Já médicos se tornaram alvos de ativistas antiaborto, que protestam na frente de consultórios, realizam passeatas e enviam ameaças nas redes sociais. Hänel convive com essa violência há anos, e sempre antes de fazer alguma palestra conversa com a polícia. Para a ginecologista que se aposentará em breve, essa situação é bastante pesada para jovens médicas.
Além da dificuldade para os pacientes terem acesso à informação, estudantes de medicina também não recebem o treinamento necessário. Segundo a organização Medical Students for Choice, o tema, quando abordado, é tratado em “apenas dez minutos” durante a aula.
Por isso, estudantes de medicina encontraram alternativas para receber o treinamento necessário.
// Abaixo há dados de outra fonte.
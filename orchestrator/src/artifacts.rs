//! Uploads the evidence files a worker references and rewrites the steps to
//! point at their stored copies.

use std::path::Path;
use std::sync::Arc;

use shared_types::{TestStep, WorkerStep};
use tracing::{debug, info, warn};
use uuid::Uuid;

use crate::error::PipelineError;
use crate::scope::RunScope;
use crate::storage::BlobStorage;
use crate::workspace::ScratchWorkspace;

/// Name of the step synthesized when the worker reports no interactions.
pub const PLACEHOLDER_STEP_NAME: &str = "Initial observation";

pub struct ArtifactCollector {
    storage: Arc<dyn BlobStorage>,
}

impl ArtifactCollector {
    pub fn new(storage: Arc<dyn BlobStorage>) -> Self {
        Self { storage }
    }

    /// Upload every image the steps reference and return the final steps.
    ///
    /// A reference that cannot be resolved, opened or uploaded is dropped
    /// with a warning; the step itself is kept. Only an interruption of
    /// `scope` fails the collection.
    pub async fn collect(
        &self,
        scope: &RunScope,
        workspace: &ScratchWorkspace,
        project_id: Uuid,
        steps: Vec<WorkerStep>,
        summary: &str,
    ) -> Result<Vec<TestStep>, PipelineError> {
        let mut collected = Vec::with_capacity(steps.len());

        for step in steps {
            let mut image_paths = Vec::with_capacity(step.image_paths.len());
            for reference in &step.image_paths {
                if scope.is_cancelled() {
                    return Err(PipelineError::Cancelled);
                }
                let stored = scope
                    .bound(self.store_one(workspace, project_id, reference))
                    .await
                    .map_err(|interrupt| scope.interrupt_error(interrupt))?;
                if let Some(locator) = stored {
                    image_paths.push(locator);
                }
            }
            collected.push(TestStep {
                name: step.name,
                instructions: step.instructions,
                image_paths,
            });
        }

        if collected.is_empty() {
            info!("worker reported no steps, recording initial observation");
            collected.push(TestStep {
                name: PLACEHOLDER_STEP_NAME.to_string(),
                instructions: summary.to_string(),
                image_paths: Vec::new(),
            });
        }

        Ok(collected)
    }

    async fn store_one(
        &self,
        workspace: &ScratchWorkspace,
        project_id: Uuid,
        reference: &str,
    ) -> Option<String> {
        let Some(path) = workspace.resolve(reference) else {
            warn!(path = %reference, "image path outside scratch workspace, skipping");
            return None;
        };

        let mut file = match tokio::fs::File::open(&path).await {
            Ok(file) => file,
            Err(e) => {
                warn!(path = %path.display(), error = %e, "failed to open image");
                return None;
            }
        };

        let key = storage_key(project_id, &path);
        if let Err(e) = self.storage.upload(&key, &mut file).await {
            warn!(path = %path.display(), %key, error = %e, "failed to upload image");
            return None;
        }

        match self.storage.get_url(&key).await {
            Ok(url) => {
                debug!(%key, %url, "image uploaded");
                Some(url)
            }
            Err(e) => {
                debug!(%key, error = %e, "no URL for uploaded image, keeping storage key");
                Some(key)
            }
        }
    }
}

/// `test-procedures/{project_id}/{ulid}_{file_name}`
pub fn storage_key(project_id: Uuid, path: &Path) -> String {
    let file_name = path
        .file_name()
        .map(|name| name.to_string_lossy().to_string())
        .unwrap_or_else(|| "artifact".to_string());
    format!(
        "test-procedures/{project_id}/{}_{file_name}",
        ulid::Ulid::new()
    )
}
Nos chamados “workshops do mamão”, por exemplo, eles aprofundam os conhecimentos e são treinados para o procedimento usando um mamão.
Alguns médicos também prescrevem pílulas abortivas em um projeto de telemedicina. Sob supervisão médica, a paciente toma os comprimidos em casa para induzir o aborto.
Há várias possibilidades de fazer aborto na Alemanha, mas ainda não é fácil obter informações sobre o tema. Isso pode mudar em breve, quando o parágrafo 219 for abolido do Código Penal.